One of the most popular stories about the samurai is the legend that Heinai was a great sword master and he was able to kill many people over the years.
Later in his life, it was said that he lived in peace in a Buddhist Temple, where he devoted his life to religious services as a way of lamenting and honoring the souls of the people he killed.
This was because he was fiercely repenting the misdeeds that he committed.

 

Moreover, it is said that just before he passed away, he ordered his followers to carve a figure of him on a stone and to bury it on a busy street in the temple’s compound, so that the visitors of the temple would “step on” his statue.
He did this because he was hoping that the sins he committed in his life would be expiated.
Afterwards, the stone statue was eventually dug up, restored and placed in this small and humble temple.
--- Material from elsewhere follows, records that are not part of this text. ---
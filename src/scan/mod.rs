//! Scan orchestration
//!
//! A scan ties the pieces together:
//!
//! ```text
//!   FileWalker ──ParseJob──▶ JobQueue ──claim──▶ worker processes
//!       │                                          │  DocumentParser
//!       │ unchanged (incremental)                  ├─▶ _index_<pid> shards
//!       ▼                                          └─▶ thumbs.db
//!   DiffEngine ──copy_forward──▶ _index_original
//!       │ vanished ids
//!       ▼
//!   ResultJob::delete ──▶ result pool ──▶ DeleteListWriter ──▶ _delete
//! ```
//!
//! - `walk`: local directory traversal
//! - `mime`: mime codes by extension
//! - `parse`: the job handler run inside workers

pub mod mime;
pub mod parse;
pub mod walk;

pub use parse::{BasicExtractor, DocumentParser, Extractor};
pub use walk::{FileWalker, WalkMonitor, WalkStats, WalkedFile};

use crate::config::ScanConfig;
use crate::error::{Result, ScanError};
use crate::incremental::{CopyReport, DeleteListWriter, DiffEngine, DELETE_LIST_FILE};
use crate::index::{list_shards, DocumentId, IndexDescriptor};
use crate::pool::{PoolConfig, PoolProgress, PoolReport, WorkerPool};
use crate::queue::{JobKind, ParseJob, ResultJob};
use crate::store::{BlobStore, BlobStoreConfig, LocalCapacity, BLOB_STORE_FILE};
use std::fs;
use std::sync::atomic::{AtomicBool, AtomicU64, Ordering};
use std::sync::Arc;
use std::thread;
use std::time::{Duration, Instant};
use tracing::{debug, info};

/// How often the progress callback runs
const PROGRESS_INTERVAL: Duration = Duration::from_millis(250);

/// Live scan status passed to the progress callback
#[derive(Debug, Clone)]
pub struct ScanProgress {
    pub walk: WalkStats,
    /// Files left unparsed because the baseline has them unchanged
    pub skipped: u64,
    pub pool: PoolProgress,
}

/// Outcome of a completed scan
#[derive(Debug, Clone)]
pub struct ScanResult {
    pub walk: WalkStats,
    pub skipped: u64,
    pub pool: PoolReport,
    /// Present for incremental scans
    pub copied: Option<CopyReport>,
    /// Shard files in the output directory
    pub shards: usize,
    pub duration: Duration,
}

/// Runs one scan from a validated [`ScanConfig`]
pub struct Scanner {
    config: ScanConfig,
    interrupt: Arc<AtomicBool>,
}

impl Scanner {
    pub fn new(config: ScanConfig) -> Self {
        Self {
            config,
            interrupt: Arc::new(AtomicBool::new(false)),
        }
    }

    pub fn config(&self) -> &ScanConfig {
        &self.config
    }

    /// Setting this flag stops the walk and the pool
    pub fn interrupt_flag(&self) -> Arc<AtomicBool> {
        Arc::clone(&self.interrupt)
    }

    pub fn run(&self) -> Result<ScanResult> {
        self.run_with_progress(|_| {})
    }

    /// Run the scan, calling `on_progress` periodically from a monitor
    /// thread and once more at the end
    pub fn run_with_progress<F>(&self, on_progress: F) -> Result<ScanResult>
    where
        F: Fn(&ScanProgress) + Sync,
    {
        let config = &self.config;
        let start = Instant::now();

        // Never reuse an existing index directory
        fs::create_dir(&config.output)?;
        let descriptor = IndexDescriptor::new(&config.root, &config.name);
        descriptor.write(&config.output)?;
        info!(
            root = %config.root.display(),
            output = %config.output.display(),
            index = %descriptor.id,
            workers = config.workers,
            "Starting scan"
        );

        let mut diff = config
            .incremental
            .as_deref()
            .map(DiffEngine::load)
            .transpose()?;

        let blob_config = BlobStoreConfig {
            path: config.output.join(BLOB_STORE_FILE),
            initial_capacity: config.store_initial_bytes,
            growth_chunk: config.store_chunk_bytes,
        };
        let pool_config = PoolConfig::new(config.workers, JobKind::Parse)
            .with_queue_dir(&config.queue_dir)
            .with_max_queue_bytes(config.max_queue_bytes)
            .with_shard_dir(&config.output)
            .with_blob_store(blob_config.clone());
        let handler = Arc::new(DocumentParser::new(
            &config.root,
            BasicExtractor {
                content_size: config.content_size,
                thumbnail_max: config.thumbnail_max_bytes,
            },
        ));

        let mut pool =
            WorkerPool::create(pool_config, handler)?.with_interrupt_flag(self.interrupt_flag());
        pool.start()?;

        let walker = FileWalker::new(&config.root)
            .with_max_depth(config.max_depth)
            .with_excludes(config.exclude_patterns.clone());
        let walk_monitor = walker.monitor();
        let pool_monitor = pool.monitor();
        let skipped = AtomicU64::new(0);
        let done = AtomicBool::new(false);

        let progress = || ScanProgress {
            walk: walk_monitor.stats(),
            skipped: skipped.load(Ordering::Relaxed),
            pool: pool_monitor.progress(),
        };

        let outcome = thread::scope(|scope| {
            scope.spawn(|| {
                while !done.load(Ordering::Relaxed) {
                    on_progress(&progress());
                    thread::sleep(PROGRESS_INTERVAL);
                }
            });

            let walked = walker.walk(|file| {
                if self.interrupt.load(Ordering::Relaxed) {
                    return Err(ScanError::Interrupted);
                }
                if let Some(diff) = diff.as_mut() {
                    if !diff.should_parse(&file.stat) {
                        skipped.fetch_add(1, Ordering::Relaxed);
                        return Ok(());
                    }
                }
                pool.push(ParseJob::new(file.path, file.stat))
            });

            let outcome = match walked {
                Ok(stats) => pool.wait().map(|report| (stats, report)),
                Err(ScanError::Interrupted) => {
                    drop(pool);
                    Err(ScanError::Interrupted)
                }
                // A failed push usually means the pool hit a fatal error;
                // report that one instead
                Err(e) => pool.wait().and(Err(e)),
            };
            done.store(true, Ordering::Relaxed);
            outcome
        });
        let (walk, report) = outcome?;
        on_progress(&progress());

        let copied = match &diff {
            Some(diff) => {
                let store = BlobStore::open(
                    &blob_config,
                    Arc::new(LocalCapacity::new(report.snapshot.blob_capacity)),
                )?;
                let (copied, deleted) = diff.copy_forward(&config.output, Some(&store))?;
                drop(store);
                self.emit_deletions(deleted)?;
                Some(copied)
            }
            None => None,
        };

        let result = ScanResult {
            walk,
            skipped: skipped.load(Ordering::Relaxed),
            shards: list_shards(&config.output)?.len(),
            pool: report,
            copied,
            duration: start.elapsed(),
        };
        debug!(
            files = result.walk.files,
            skipped = result.skipped,
            completed = result.pool.completed,
            crashes = result.pool.crashes.len(),
            shards = result.shards,
            "Scan finished"
        );
        Ok(result)
    }

    /// List vanished baseline ids in `_delete` through a result-job pool
    fn emit_deletions(&self, deleted: Vec<DocumentId>) -> Result<()> {
        let config = &self.config;
        let list = DeleteListWriter::create(config.output.join(DELETE_LIST_FILE))?;
        if deleted.is_empty() {
            return Ok(());
        }

        let pool_config = PoolConfig::new(1, JobKind::Result)
            .with_queue_dir(&config.queue_dir)
            .with_max_queue_bytes(config.max_queue_bytes);
        let mut pool = WorkerPool::create(pool_config, Arc::new(list))?
            .with_interrupt_flag(self.interrupt_flag());
        pool.start()?;

        let pushed = deleted
            .into_iter()
            .try_for_each(|id| pool.push(ResultJob::delete(id)));
        let report = match pushed {
            Ok(()) => pool.wait()?,
            Err(e) => return pool.wait().and(Err(e)),
        };
        debug!(deleted = report.completed, "Listed deleted documents");
        Ok(())
    }
}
Aside from his very colorful past, there is an additional episode to this spot.
Do you believe that the samurai Kumeno-Heinan is also considered as the God of Marriage?
The word ” step on ” can be translated to “fumu” in Japanese language and the pronunciation of the word is close to the word “fumi” which means letter.
The word “fumi” is often associated with love letters, especially by young women. This is a play on words between “fumu” and “fumi”, thus, resulting to Kumeno-Heinan to be considered as the God of Marriage. This location is also considered as a pilgrimage site on the way to visiting the Sensoji Buddhist Temple in Asakusa.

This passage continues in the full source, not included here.